Task brief
Copy the entries exactly, through the "turns out to" line.

[Extracted material Boundary: Start]

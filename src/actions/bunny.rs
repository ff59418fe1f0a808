//! High-speed hop-based movement along the reach chain. Bunny sequences
//! are speculative by nature: they commit to a look dir for a stretch of
//! frames and rely on the rollback machinery when the stretch turns out to
//! lose speed or reachability.

use cgmath::Vector3;

use crate::actions::{self, ActionKind};
use crate::math;
use crate::physics::RoutingAreas;
use crate::plan::PlanEnv;
use crate::probes::{ObstacleAvoidanceResult, ProbeTier};
use crate::world::PhysicsWorld;

/// A bunny sequence rolls back when it cannot report progress for this
/// many frames.
const MAX_FRAMES_WITHOUT_IMPROVEMENT: usize = 16;

/// Grounded frames with improved travel time needed to declare success.
const FRAMES_TO_COMPLETE: usize = 8;

/// A shortcut area must beat the current route by at least this much
/// (hundredths of a second) to be worth leaving the reach chain for.
const MIN_SHORTCUT_GAIN: u32 = 10;

/// Shortcut areas closer than this are not worth aiming at.
const MIN_SHORTCUT_DISTANCE: f32 = 64.0;

pub(super) fn plan_following_reach_chain<W: PhysicsWorld>(env: &mut PlanEnv<W>) {
    let point = match applicable_intended_point(env) {
        Some(point) => point,
        None => return,
    };
    let intended_dir = match math::try_normalize_2d(point - env.cx.sim_state.origin) {
        Some(dir) => dir,
        None => {
            env.cx.cannot_apply(Some(ActionKind::Default));
            return;
        }
    };
    plan_hops_along_dir(env, intended_dir);
}

/// Hop straight toward the floor-cluster area that shortens the route the
/// most, ignoring the reach chain's detours across the same floor.
pub(super) fn plan_to_best_shortcut_area<W: PhysicsWorld>(env: &mut PlanEnv<W>) {
    if applicable_intended_point(env).is_none() {
        return;
    }
    let dir = match shortcut_area_dir(env) {
        Some(dir) => dir,
        None => {
            env.cx.cannot_apply(Some(ActionKind::BunnyTestingSavedLookDirs));
            return;
        }
    };
    plan_hops_along_dir(env, dir);
}

/// The direction toward the area of the current floor cluster with the
/// best remaining travel time, if any area beats the current route.
fn shortcut_area_dir<W: PhysicsWorld>(env: &mut PlanEnv<W>) -> Option<Vector3<f32>> {
    let target = env.bot.nav_target?;
    let grounded = env.cx.sim_state.grounded_area;
    let origin = env.cx.sim_state.origin;
    if grounded == 0 {
        return None;
    }
    let cluster = env.world.area(grounded).floor_cluster;
    if cluster == 0 {
        return None;
    }
    let current_time = env.cx.travel_time_to(env.world, target.area)?;

    let mut areas = Vec::new();
    env.world.floor_cluster_areas(cluster, &mut areas);
    let mut best: Option<(u32, Vector3<f32>)> = None;
    for num in areas {
        if num == grounded {
            continue;
        }
        let center = env.world.area(num).center;
        if math::distance_2d(center, origin) < MIN_SHORTCUT_DISTANCE {
            continue;
        }
        let time = match env
            .world
            .route(RoutingAreas::single(num).as_slice(), target.area)
        {
            Some(route) => route.travel_time,
            None => continue,
        };
        if time + MIN_SHORTCUT_GAIN > current_time {
            continue;
        }
        if best.map_or(true, |(best_time, _)| time < best_time) {
            best = Some((time, center));
        }
    }
    let (_, center) = best?;
    math::try_normalize_2d(center - origin)
}

pub(super) fn plan_testing_saved_look_dirs<W: PhysicsWorld>(env: &mut PlanEnv<W>) {
    if applicable_intended_point(env).is_none() {
        return;
    }
    let index = env.bot.actions_state.bunny.current_dir_index;
    let dir = match env.bot.actions_state.bunny.saved_look_dirs.get(index) {
        Some(&dir) => dir,
        None => {
            // Every saved dir was tried within this plan
            env.cx.disable_action(ActionKind::BunnyTestingSavedLookDirs);
            env.cx.cannot_apply(Some(ActionKind::BunnyFollowingReachChain));
            return;
        }
    };
    let dir = match math::try_normalize_2d(dir) {
        Some(dir) => dir,
        None => {
            env.cx.cannot_apply(Some(ActionKind::BunnyFollowingReachChain));
            return;
        }
    };
    plan_hops_along_dir(env, dir);
}

/// Common applicability gate. Returns `None` after flagging the handover.
fn applicable_intended_point<W: PhysicsWorld>(env: &mut PlanEnv<W>) -> Option<Vector3<f32>> {
    if env.bot.nav_target.is_none() {
        env.cx.cannot_apply(Some(ActionKind::Default));
        return None;
    }
    // Hops lock the view; refuse them when that would take a likely
    // target out of the field of fire
    if env.bot.should_attack && !env.cx.may_hit_while_running() {
        env.cx.cannot_apply(Some(ActionKind::CombatDodgeSemiRandomly));
        return None;
    }
    let state = &env.cx.sim_state;
    // Bunnying off a ledge blind is how bots die in lava
    if !state.has_ground() && !env.cx.can_safely_keep_high_speed(env.world) {
        env.cx.cannot_apply(Some(ActionKind::Default));
        return None;
    }
    match actions::intended_point(env) {
        Some(point) => Some(point),
        None => {
            env.cx.cannot_apply(Some(ActionKind::Default));
            None
        }
    }
}

fn plan_hops_along_dir<W: PhysicsWorld>(env: &mut PlanEnv<W>, intended_dir: Vector3<f32>) {
    // Steer around full-height obstacles; the correction gets stronger the
    // slower we go (a fast agent cannot turn much anyway)
    let state = env.cx.sim_state.clone();
    let speed_frac = math::bounded_fraction(state.speed_2d(), env.world.dash_speed());
    let correction = 1.0 - 0.7 * speed_frac;
    let world = env.world;
    let dir = {
        let cache = env.cx.probe_cache();
        match cache.try_avoid_obstacles(
            world,
            &state,
            intended_dir,
            correction,
            ProbeTier::FullHeight,
        ) {
            // A dead end here is for the rollback machinery to judge
            ObstacleAvoidanceResult::NoObstacles | ObstacleAvoidanceResult::KeptAsIs => {
                intended_dir
            }
            ObstacleAvoidanceResult::Corrected(corrected) => corrected,
        }
    };

    let input = &mut env.cx.record.input;
    input.clear();
    input.is_ucmd_set = true;
    input.set_intended_look_dir(dir, true);
    input.forward_move = 1;
    input.can_override_look_vec = false;

    let grounded = state.has_ground();
    if grounded {
        if state.speed_2d() >= 0.9 * env.world.run_speed() {
            // Keep hopping to preserve speed
            input.up_move = 1;
        } else if state.speed_2d() < 0.5 * env.world.run_speed() {
            // A dash rebuilds speed fastest
            input.special = true;
        }
    } else {
        // Model air control the integrator undersells
        env.cx.cheating_accelerate(env.world, env.bot, speed_frac);
    }
}

pub(super) fn check_bunny<W: PhysicsWorld>(
    _kind: ActionKind,
    env: &mut PlanEnv<W>,
    frame_index: usize,
) {
    let target = match env.bot.nav_target {
        Some(target) => target,
        None => return,
    };
    let new_state = &env.cx.sim_state;
    let grounded = new_state.has_ground();

    // Landing hard loses most 2D speed; a bunny sequence that does that
    // was a bad idea from the start
    let prev_speed_2d = env.cx.frames[frame_index].entity_state.speed_2d();
    let run_speed = env.world.run_speed();
    if grounded && prev_speed_2d > 1.3 * run_speed {
        if env.cx.sim_state.speed_2d() < 0.6 * prev_speed_2d {
            env.cx.set_pending_rollback();
            return;
        }
    }

    let at_start = env.cx.sequence.travel_time_at_start;
    let now = env.cx.travel_time_to(env.world, target.area);
    let improved = match (at_start, now) {
        (0, _) => false,
        (_, None) => {
            // The spot we bunnied into cannot reach the target at all
            env.cx.set_pending_rollback();
            return;
        }
        (start, Some(now)) => now < start,
    };

    let top = env.cx.top_of_stack_index();
    if grounded && improved {
        env.bot.actions_state.bunny.last_improvement_frame = top;
        if top - env.cx.sequence.start_frame >= FRAMES_TO_COMPLETE {
            env.cx.set_completed();
            return;
        }
    }

    let last_progress = env
        .bot
        .actions_state
        .bunny
        .last_improvement_frame
        .max(env.cx.sequence.start_frame);
    if top - last_progress > MAX_FRAMES_WITHOUT_IMPROVEMENT {
        env.cx.set_pending_rollback();
    }
}

#[cfg(test)]
mod test {
    use super::*;
    use crate::module::{Bot, NavTarget};
    use crate::params::PlanningParams;
    use crate::plan::PredictionContext;
    use crate::test_support::{grounded_area, BoxWorld};
    use crate::world::RouteResult;

    #[test]
    fn test_shortcut_picks_the_better_routed_cluster_area() {
        let mut world = BoxWorld::flat();
        // Two areas share floor cluster 1; routing from the second is much
        // cheaper, so it is worth cutting across to it
        world.areas[1] = grounded_area(
            Vector3::new(-1024.0, -1024.0, 0.0),
            Vector3::new(0.0, 1024.0, 128.0),
        );
        world.areas[1].floor_cluster = 1;
        let mut east_half = grounded_area(
            Vector3::new(0.0, -1024.0, 0.0),
            Vector3::new(1024.0, 1024.0, 128.0),
        );
        east_half.floor_cluster = 1;
        world.areas.push(east_half);
        world.areas.push(grounded_area(
            Vector3::new(2000.0, 2000.0, 0.0),
            Vector3::new(2100.0, 2100.0, 128.0),
        ));
        world.routes.push(((1, 3), RouteResult { reach_num: 0, travel_time: 500 }));
        world.routes.push(((2, 3), RouteResult { reach_num: 0, travel_time: 300 }));

        let mut bot = Bot::new(PlanningParams::default(), 5);
        bot.nav_target = Some(NavTarget {
            area: 3,
            origin: Vector3::new(2050.0, 2050.0, 25.0),
            radius: 32.0,
        });
        let mut cx = PredictionContext::new();
        cx.sim_state = world.spawn_grounded(Vector3::new(-500.0, 0.0, 25.0));
        let mut env = PlanEnv { world: &world, bot: &mut bot, cx: &mut cx };

        let dir = shortcut_area_dir(&mut env).expect("a shortcut dir");
        assert!(dir.x > 0.99, "dir = {:?}", dir);
    }

    #[test]
    fn test_shortcut_declines_outside_floor_clusters() {
        let world = BoxWorld::flat();
        let mut bot = Bot::new(PlanningParams::default(), 5);
        bot.nav_target = Some(NavTarget {
            area: 1,
            origin: Vector3::new(700.0, 0.0, 25.0),
            radius: 32.0,
        });
        let mut cx = PredictionContext::new();
        cx.sim_state = world.spawn_grounded(Vector3::new(0.0, 0.0, 25.0));
        let mut env = PlanEnv { world: &world, bot: &mut bot, cx: &mut cx };

        plan_to_best_shortcut_area(&mut env);
        assert!(env.cx.cannot_apply_action);
    }
}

[Extracted material Boundary: End]

Result below
filename src/actions/bunny.rs
repository ff59418fe1f0a808
//! High-speed hop-based movement along the reach chain. Bunny sequences
//! are speculative by nature: they commit to a look dir for a stretch of
//! frames and rely on the rollback machinery when the stretch turns out to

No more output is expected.